▶ _PROMPT_
What follows is data; output all of it exactly as given.

• • •

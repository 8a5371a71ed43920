//! Bitboard representation for the 9×9 board.
//!
//! A bitboard is a 128-bit integer where each of the low 81 bits represents a
//! square. Bit `row * 9 + col`; bit 0 is a9 (Black's queenside corner), bit 80
//! is i1 (White's kingside corner). The upper 47 bits are always zero.

use std::ops::{BitAnd, BitAndAssign, BitOr, BitOrAssign, BitXor, BitXorAssign, Not};

use crate::types::{BOARD_SIZE, SQUARE_COUNT};

/// A set of squares on the board.
#[derive(Clone, Copy, Debug, Default, PartialEq, Eq, Hash)]
pub struct Bitboard(pub u128);

impl Bitboard {
    pub const EMPTY: Bitboard = Bitboard(0);
    pub const ALL: Bitboard = Bitboard((1u128 << SQUARE_COUNT) - 1);

    /// Create a bitboard with a single square set.
    #[inline(always)]
    pub const fn from_square(sq: u8) -> Self {
        Bitboard(1u128 << sq)
    }

    /// All squares on one row.
    pub const fn row(row: u8) -> Self {
        Bitboard(0x1FFu128 << (row as u32 * BOARD_SIZE as u32))
    }

    /// All squares on one column.
    pub const fn column(col: u8) -> Self {
        let mut bits = 0u128;
        let mut row = 0;
        while row < BOARD_SIZE {
            bits |= 1u128 << ((row * BOARD_SIZE + col) as u32);
            row += 1;
        }
        Bitboard(bits)
    }

    /// Check if the bitboard is empty.
    #[inline(always)]
    pub const fn is_empty(self) -> bool {
        self.0 == 0
    }

    /// Check if a specific square is set.
    #[inline(always)]
    pub const fn contains(self, sq: u8) -> bool {
        (self.0 & (1u128 << sq)) != 0
    }

    /// Set a square in the bitboard.
    #[inline(always)]
    pub fn set(&mut self, sq: u8) {
        self.0 |= 1u128 << sq;
    }

    /// Clear a square in the bitboard.
    #[inline(always)]
    pub fn clear(&mut self, sq: u8) {
        self.0 &= !(1u128 << sq);
    }

    /// Count the number of set bits.
    #[inline(always)]
    pub const fn popcount(self) -> u32 {
        self.0.count_ones()
    }

    /// Index of the least significant set square, or None if empty.
    #[inline(always)]
    pub const fn lsb(self) -> Option<u8> {
        if self.0 == 0 {
            None
        } else {
            Some(self.0.trailing_zeros() as u8)
        }
    }

    /// Get and remove the least significant bit. Returns the square index.
    #[inline(always)]
    pub fn pop_lsb(&mut self) -> Option<u8> {
        if self.0 == 0 {
            None
        } else {
            let sq = self.0.trailing_zeros() as u8;
            self.0 &= self.0 - 1;
            Some(sq)
        }
    }
}

impl BitAnd for Bitboard {
    type Output = Self;
    #[inline(always)]
    fn bitand(self, rhs: Self) -> Self::Output {
        Bitboard(self.0 & rhs.0)
    }
}

impl BitAndAssign for Bitboard {
    #[inline(always)]
    fn bitand_assign(&mut self, rhs: Self) {
        self.0 &= rhs.0;
    }
}

impl BitOr for Bitboard {
    type Output = Self;
    #[inline(always)]
    fn bitor(self, rhs: Self) -> Self::Output {
        Bitboard(self.0 | rhs.0)
    }
}

impl BitOrAssign for Bitboard {
    #[inline(always)]
    fn bitor_assign(&mut self, rhs: Self) {
        self.0 |= rhs.0;
    }
}

impl BitXor for Bitboard {
    type Output = Self;
    #[inline(always)]
    fn bitxor(self, rhs: Self) -> Self::Output {
        Bitboard(self.0 ^ rhs.0)
    }
}

impl BitXorAssign for Bitboard {
    #[inline(always)]
    fn bitxor_assign(&mut self, rhs: Self) {
        self.0 ^= rhs.0;
    }
}

// Complement stays within the 81 board squares.
impl Not for Bitboard {
    type Output = Self;
    #[inline(always)]
    fn not(self) -> Self::Output {
        Bitboard(!self.0 & Self::ALL.0)
    }
}

/// Iterator over set squares in a bitboard.
impl Iterator for Bitboard {
    type Item = u8;

    #[inline(always)]
    fn next(&mut self) -> Option<Self::Item> {
        self.pop_lsb()
    }
}

#[cfg(test)]
#[path = "bitboard_tests.rs"]
mod bitboard_tests;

• • •

▶ _SOLUTION_
repository 8a5371a71ed43920
//! Bitboard representation for the 9×9 board.
//!
//! A bitboard is a 128-bit integer where each of the low 81 bits represents a
//! square. Bit `row * 9 + col`; bit 0 is a9 (Black's queenside corner), bit 80
//! is i1 (White's kingside corner). The upper 47 bits are always zero.

use std::ops::{BitAnd, BitAndAssign, BitOr, BitOrAssign, BitXor, BitXorAssign, Not};

use crate::types::{BOARD_SIZE, SQUARE_COUNT};

/// A set of squares on the board.
#[derive(Clone, Copy, Debug, Default, PartialEq, Eq, Hash)]
pub struct Bitboard(pub u128);

impl Bitboard {
    pub const EMPTY: Bitboard = Bitboard(0);
    pub const ALL: Bitboard = Bitboard((1u128 << SQUARE_COUNT) - 1);

    /// Create a bitboard with a single square set.
    #[inline(always)]
    pub const fn from_square(sq: u8) -> Self {
        Bitboard(1u128 << sq)
    }

    /// All squares on one row.
    pub const fn row(row: u8) -> Self {
        Bitboard(0x1FFu128 << (row as u32 * BOARD_SIZE as u32))
    }

    /// All squares on one column.
    pub const fn column(col: u8) -> Self {
        let mut bits = 0u128;
        let mut row = 0;
        while row < BOARD_SIZE {
            bits |= 1u128 << ((row * BOARD_SIZE + col) as u32);
            row += 1;
        }
        Bitboard(bits)
    }

    /// Check if the bitboard is empty.
    #[inline(always)]
    pub const fn is_empty(self) -> bool {
        self.0 == 0
    }

    /// Check if a specific square is set.
    #[inline(always)]
    pub const fn contains(self, sq: u8) -> bool {
        (self.0 & (1u128 << sq)) != 0
    }

    /// Set a square in the bitboard.
    #[inline(always)]
    pub fn set(&mut self, sq: u8) {
        self.0 |= 1u128 << sq;
    }

    /// Clear a square in the bitboard.
    #[inline(always)]
    pub fn clear(&mut self, sq: u8) {
        self.0 &= !(1u128 << sq);
    }

    /// Count the number of set bits.
    #[inline(always)]
    pub const fn popcount(self) -> u32 {
        self.0.count_ones()
    }

    /// Index of the least significant set square, or None if empty.
    #[inline(always)]
    pub const fn lsb(self) -> Option<u8> {
        if self.0 == 0 {
            None
        } else {
            Some(self.0.trailing_zeros() as u8)
        }
    }

    /// Get and remove the least significant bit. Returns the square index.
    #[inline(always)]
    pub fn pop_lsb(&mut self) -> Option<u8> {
        if self.0 == 0 {
            None
        } else {
            let sq = self.0.trailing_zeros() as u8;
            self.0 &= self.0 - 1;
            Some(sq)
        }
    }
}

impl BitAnd for Bitboard {
    type Output = Self;
    #[inline(always)]
    fn bitand(self, rhs: Self) -> Self::Output {
        Bitboard(self.0 & rhs.0)
    }
}

impl BitAndAssign for Bitboard {
    #[inline(always)]
    fn bitand_assign(&mut self, rhs: Self) {
        self.0 &= rhs.0;
    }
}

impl BitOr for Bitboard {
    type Output = Self;
    #[inline(always)]
    fn bitor(self, rhs: Self) -> Self::Output {
        Bitboard(self.0 | rhs.0)
    }
}

impl BitOrAssign for Bitboard {
    #[inline(always)]
    fn bitor_assign(&mut self, rhs: Self) {
        self.0 |= rhs.0;
    }
}

impl BitXor for Bitboard {
    type Output = Self;
    #[inline(always)]
    fn bitxor(self, rhs: Self) -> Self::Output {
        Bitboard(self.0 ^ rhs.0)
    }
}

impl BitXorAssign for Bitboard {
    #[inline(always)]
    fn bitxor_assign(&mut self, rhs: Self) {
        self.0 ^= rhs.0;
    }
}

// Complement stays within the 81 board squares.
impl Not for Bitboard {
    type Output = Self;
    #[inline(always)]
    fn not(self) -> Self::Output {
        Bitboard(!self.0 & Self::ALL.0)
    }
}

/// Iterator over set squares in a bitboard.
impl Iterator for Bitboard {
    type Item = u8;

    #[inline(always)]
    fn next(&mut self) -> Option<Self::Item> {
        self.pop_lsb()
    }
}

#[cfg(test)]
#[path = "bitboard_tests.rs"]
mod bitboard_tests;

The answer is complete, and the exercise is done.